Analysts and journalists deliberately refused to mention the causative factors of the crisis and the undeniable fact that the RUF is constituted of ninety percent non-northerns. This was the biased and unsubstantiated allegation levied against the northerners immediately after the SLPP fraudulently ‘won’ the elections of 1996, through the criminal connivance of Dr. James Omotayoh Jonah..

That over eighty percent of the soldiers executed on Monday 19th October 1998 were northerners was a testament to the fact that the SLPP merely used the AFRC coup as an excuse to deal with their long standing rivals and political opponents.
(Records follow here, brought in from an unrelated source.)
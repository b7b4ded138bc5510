// cl_tent.rs — temporary entity payload decoding
//
// The effects themselves belong to the presentation layer. This module only
// consumes each payload in its wire layout and hands the fields over as a
// generic record, so the message cursor stays in sync.

use q2net_common::msg::MsgReader;
use q2net_common::q_shared::Vec3;

use crate::cl_parse::ParseError;

#[derive(Debug, Clone, Copy, PartialEq, Eq)]
#[repr(i32)]
pub enum TempEvent {
    Gunshot = 0,
    Blood = 1,
    Blaster = 2,
    Railtrail = 3,
    Shotgun = 4,
    Explosion1 = 5,
    Explosion2 = 6,
    RocketExplosion = 7,
    GrenadeExplosion = 8,
    Sparks = 9,
    Splash = 10,
    Bubbletrail = 11,
    ScreenSparks = 12,
    ShieldSparks = 13,
    BulletSparks = 14,
    LaserSparks = 15,
    ParasiteAttack = 16,
    RocketExplosionWater = 17,
    GrenadeExplosionWater = 18,
    MedicCableAttack = 19,
    BfgExplosion = 20,
    BfgBigexplosion = 21,
    Bosstport = 22,
    BfgLaser = 23,
    GrappleCable = 24,
    WeldingSparks = 25,
    Greenblood = 26,
    Bluehyperblaster = 27,
    PlasmaExplosion = 28,
    TunnelSparks = 29,
    Blaster2 = 30,
    Railtrail2 = 31,
    Flame = 32,
    Lightning = 33,
    Debugtrail = 34,
    PlainExplosion = 35,
    Flashlight = 36,
    Forcewall = 37,
    Heatbeam = 38,
    MonsterHeatbeam = 39,
    Steam = 40,
    Bubbletrail2 = 41,
    Moreblood = 42,
    HeatbeamSparks = 43,
    HeatbeamSteam = 44,
    ChainfistSmoke = 45,
    ElectricSparks = 46,
    TrackerExplosion = 47,
    TeleportEffect = 48,
    DballGoal = 49,
    Widowbeamout = 50,
    Nukeblast = 51,
    Widowsplash = 52,
    Explosion1Big = 53,
    Explosion1Np = 54,
    Flechette = 55,
}

impl TempEvent {
    const ALL: [TempEvent; 56] = [
        TempEvent::Gunshot,
        TempEvent::Blood,
        TempEvent::Blaster,
        TempEvent::Railtrail,
        TempEvent::Shotgun,
        TempEvent::Explosion1,
        TempEvent::Explosion2,
        TempEvent::RocketExplosion,
        TempEvent::GrenadeExplosion,
        TempEvent::Sparks,
        TempEvent::Splash,
        TempEvent::Bubbletrail,
        TempEvent::ScreenSparks,
        TempEvent::ShieldSparks,
        TempEvent::BulletSparks,
        TempEvent::LaserSparks,
        TempEvent::ParasiteAttack,
        TempEvent::RocketExplosionWater,
        TempEvent::GrenadeExplosionWater,
        TempEvent::MedicCableAttack,
        TempEvent::BfgExplosion,
        TempEvent::BfgBigexplosion,
        TempEvent::Bosstport,
        TempEvent::BfgLaser,
        TempEvent::GrappleCable,
        TempEvent::WeldingSparks,
        TempEvent::Greenblood,
        TempEvent::Bluehyperblaster,
        TempEvent::PlasmaExplosion,
        TempEvent::TunnelSparks,
        TempEvent::Blaster2,
        TempEvent::Railtrail2,
        TempEvent::Flame,
        TempEvent::Lightning,
        TempEvent::Debugtrail,
        TempEvent::PlainExplosion,
        TempEvent::Flashlight,
        TempEvent::Forcewall,
        TempEvent::Heatbeam,
        TempEvent::MonsterHeatbeam,
        TempEvent::Steam,
        TempEvent::Bubbletrail2,
        TempEvent::Moreblood,
        TempEvent::HeatbeamSparks,
        TempEvent::HeatbeamSteam,
        TempEvent::ChainfistSmoke,
        TempEvent::ElectricSparks,
        TempEvent::TrackerExplosion,
        TempEvent::TeleportEffect,
        TempEvent::DballGoal,
        TempEvent::Widowbeamout,
        TempEvent::Nukeblast,
        TempEvent::Widowsplash,
        TempEvent::Explosion1Big,
        TempEvent::Explosion1Np,
        TempEvent::Flechette,
    ];

    pub fn from_byte(value: i32) -> Option<TempEvent> {
        usize::try_from(value).ok().and_then(|i| Self::ALL.get(i).copied())
    }
}

/// One field of a temp entity payload, in wire order.
#[derive(Debug, Clone, Copy, PartialEq, Eq)]
enum Field {
    Byte,
    Short,
    Long,
    Pos,
    /// index into the shared normal table
    Dir,
}

use Field::*;

/// A decoded temp entity. Positions, directions and the remaining integer
/// fields each keep their wire order.
#[derive(Debug, Clone, PartialEq)]
pub struct TempEntity {
    pub kind: TempEvent,
    pub positions: Vec<Vec3>,
    pub dirs: Vec<u8>,
    pub values: Vec<i32>,
}

impl TempEntity {
    fn new(kind: TempEvent) -> Self {
        Self {
            kind,
            positions: Vec::new(),
            dirs: Vec::new(),
            values: Vec::new(),
        }
    }

    fn read_fields(&mut self, msg: &mut MsgReader<'_>, fields: &[Field]) {
        for field in fields {
            match field {
                Byte => self.values.push(msg.read_byte()),
                Short => self.values.push(msg.read_short()),
                Long => self.values.push(msg.read_long()),
                Pos => self.positions.push(msg.read_pos()),
                Dir => self.dirs.push(msg.read_byte() as u8),
            }
        }
    }
}

fn layout(kind: TempEvent) -> Option<&'static [Field]> {
    use TempEvent as T;
    let fields: &'static [Field] = match kind {
        T::Blood
        | T::Gunshot
        | T::Sparks
        | T::BulletSparks
        | T::ScreenSparks
        | T::ShieldSparks
        | T::Shotgun
        | T::Blaster
        | T::Greenblood
        | T::Blaster2
        | T::Flechette
        | T::HeatbeamSparks
        | T::HeatbeamSteam
        | T::Moreblood
        | T::ElectricSparks => &[Pos, Dir],

        // count, position, direction, color or splash kind
        T::Splash | T::LaserSparks | T::WeldingSparks | T::TunnelSparks => {
            &[Byte, Pos, Dir, Byte]
        }

        T::Bluehyperblaster
        | T::Railtrail
        | T::Bubbletrail
        | T::BfgLaser
        | T::Debugtrail
        | T::Bubbletrail2 => &[Pos, Pos],

        T::Explosion2
        | T::GrenadeExplosion
        | T::GrenadeExplosionWater
        | T::PlasmaExplosion
        | T::Explosion1
        | T::Explosion1Big
        | T::RocketExplosion
        | T::RocketExplosionWater
        | T::Explosion1Np
        | T::BfgExplosion
        | T::BfgBigexplosion
        | T::Bosstport
        | T::PlainExplosion
        | T::ChainfistSmoke
        | T::TrackerExplosion
        | T::TeleportEffect
        | T::DballGoal
        | T::Nukeblast
        | T::Widowsplash => &[Pos],

        // owning entity, start, end
        T::ParasiteAttack | T::MedicCableAttack | T::Heatbeam | T::MonsterHeatbeam => {
            &[Short, Pos, Pos]
        }
        T::GrappleCable => &[Short, Pos, Pos, Pos],
        // source entity, destination entity, start, end
        T::Lightning => &[Short, Short, Pos, Pos],
        T::Flashlight => &[Pos, Short],
        T::Forcewall => &[Pos, Pos, Byte],
        T::Widowbeamout => &[Short, Pos],

        // variable length, see parse_temp_entity
        T::Steam => &[Short, Byte, Pos, Dir, Byte, Short],

        T::Railtrail2 | T::Flame => return None,
    };
    Some(fields)
}

/// Reads one `svc_temp_entity` payload.
pub fn parse_temp_entity(msg: &mut MsgReader<'_>) -> Result<TempEntity, ParseError> {
    let raw = msg.read_byte();
    let kind = TempEvent::from_byte(raw).ok_or(ParseError::BadTempEntity(raw))?;
    let fields = layout(kind).ok_or(ParseError::BadTempEntity(raw))?;

    let mut te = TempEntity::new(kind);
    te.read_fields(msg, fields);

    // sustained steam carries its lifetime after the fixed part
    if kind == TempEvent::Steam && te.values.first() != Some(&-1) {
        te.read_fields(msg, &[Long]);
    }

    if msg.overflowed() {
        return Err(ParseError::BadRead("temp entity"));
    }
    Ok(te)
}

#[cfg(test)]
mod tests {
    use super::*;
    use q2net_common::msg::MsgWriter;

    #[test]
    fn test_temp_event_numbers_match_wire() {
        for (i, kind) in TempEvent::ALL.iter().enumerate() {
            assert_eq!(*kind as usize, i);
        }
        assert_eq!(TempEvent::from_byte(56), None);
        assert_eq!(TempEvent::from_byte(-1), None);
    }

    #[test]
    fn test_parse_gunshot() {
        let mut w = MsgWriter::new();
        w.write_byte(TempEvent::Gunshot as i32);
        w.write_pos(&[8.0, -16.0, 32.5]);
        w.write_byte(44);
        w.write_byte(0x7f); // next opcode

        let mut msg = MsgReader::new(w.as_slice());
        let te = parse_temp_entity(&mut msg).unwrap();
        assert_eq!(te.kind, TempEvent::Gunshot);
        assert_eq!(te.positions, vec![[8.0, -16.0, 32.5]]);
        assert_eq!(te.dirs, vec![44]);
        assert!(te.values.is_empty());
        assert_eq!(msg.read_byte(), 0x7f, "cursor must stop at the end of the payload");
    }

    #[test]
    fn test_parse_lightning_keeps_wire_order() {
        let mut w = MsgWriter::new();
        w.write_byte(TempEvent::Lightning as i32);
        w.write_short(12);
        w.write_short(40);
        w.write_pos(&[1.0, 2.0, 3.0]);
        w.write_pos(&[4.0, 5.0, 6.0]);

        let mut msg = MsgReader::new(w.as_slice());
        let te = parse_temp_entity(&mut msg).unwrap();
        assert_eq!(te.values, vec![12, 40]);
        assert_eq!(te.positions, vec![[1.0, 2.0, 3.0], [4.0, 5.0, 6.0]]);
        assert_eq!(msg.remaining(), 0);
    }

    #[test]
    fn test_parse_steam_interval_only_when_sustained() {
        let one_shot = {
            let mut w = MsgWriter::new();
            w.write_byte(TempEvent::Steam as i32);
            w.write_short(-1);
            w.write_byte(20);
            w.write_pos(&[0.0; 3]);
            w.write_byte(3);
            w.write_byte(0xe0);
            w.write_short(60);
            w.into_inner()
        };
        let mut msg = MsgReader::new(&one_shot);
        let te = parse_temp_entity(&mut msg).unwrap();
        assert_eq!(te.values, vec![-1, 20, 0xe0, 60]);
        assert_eq!(msg.remaining(), 0);

        let sustained = {
            let mut w = MsgWriter::new();
            w.write_byte(TempEvent::Steam as i32);
            w.write_short(7);
            w.write_byte(20);
            w.write_pos(&[0.0; 3]);
            w.write_byte(3);
            w.write_byte(0xe0);
            w.write_short(60);
            w.write_long(2500);
            w.into_inner()
        };
        let mut msg = MsgReader::new(&sustained);
        let te = parse_temp_entity(&mut msg).unwrap();
        assert_eq!(te.values, vec![7, 20, 0xe0, 60, 2500]);
        assert_eq!(msg.remaining(), 0);
    }

    #[test]
    fn test_parse_rejects_unsupported_type() {
        let data = [TempEvent::Flame as u8];
        let mut msg = MsgReader::new(&data);
        assert_eq!(
            parse_temp_entity(&mut msg),
            Err(ParseError::BadTempEntity(TempEvent::Flame as i32))
        );

        let data = [200u8];
        let mut msg = MsgReader::new(&data);
        assert_eq!(parse_temp_entity(&mut msg), Err(ParseError::BadTempEntity(200)));
    }

    #[test]
    fn test_parse_truncated_payload() {
        let data = [TempEvent::Railtrail as u8, 0, 0];
        let mut msg = MsgReader::new(&data);
        assert!(matches!(parse_temp_entity(&mut msg), Err(ParseError::BadRead(_))));
    }
}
Indeed the socio-political landscape was turbulent in early 1997 and the press had a field day. The press indirectly caused the overthrow of the SLPP in May 1997 and yet these were the same journalists that were calling for ‘Tough Measures’ against their colleagues.

That the army had taken power in a military coup was simply one more testament to the SLPP’s lack of support in the country as a whole, particularly the military.

The new found pro- democrats criticised the coup because, according to them, it was untimely. In actual fact, these so called democrats would only herald a coup that is advantageous to the SLPP. I will tell you why:

In 1967, Samuel Hinga Norman rudely disrupted the then Govnernor-General from handing power to the APC which had thrashed the SLPP in a free and fair election. The same Norman is presently the SLPP Deputy Defence Minister, Regent chief of Telu Bongor and Kamajor co-ordinator.

On October 12, 1998 the court-marshall verdicts were read out, sentencing to death thirty four military officers. The cries were prolonged and hysterical.

As I listened to my radio, tears streamed down my face.

TO BE CONTINUED.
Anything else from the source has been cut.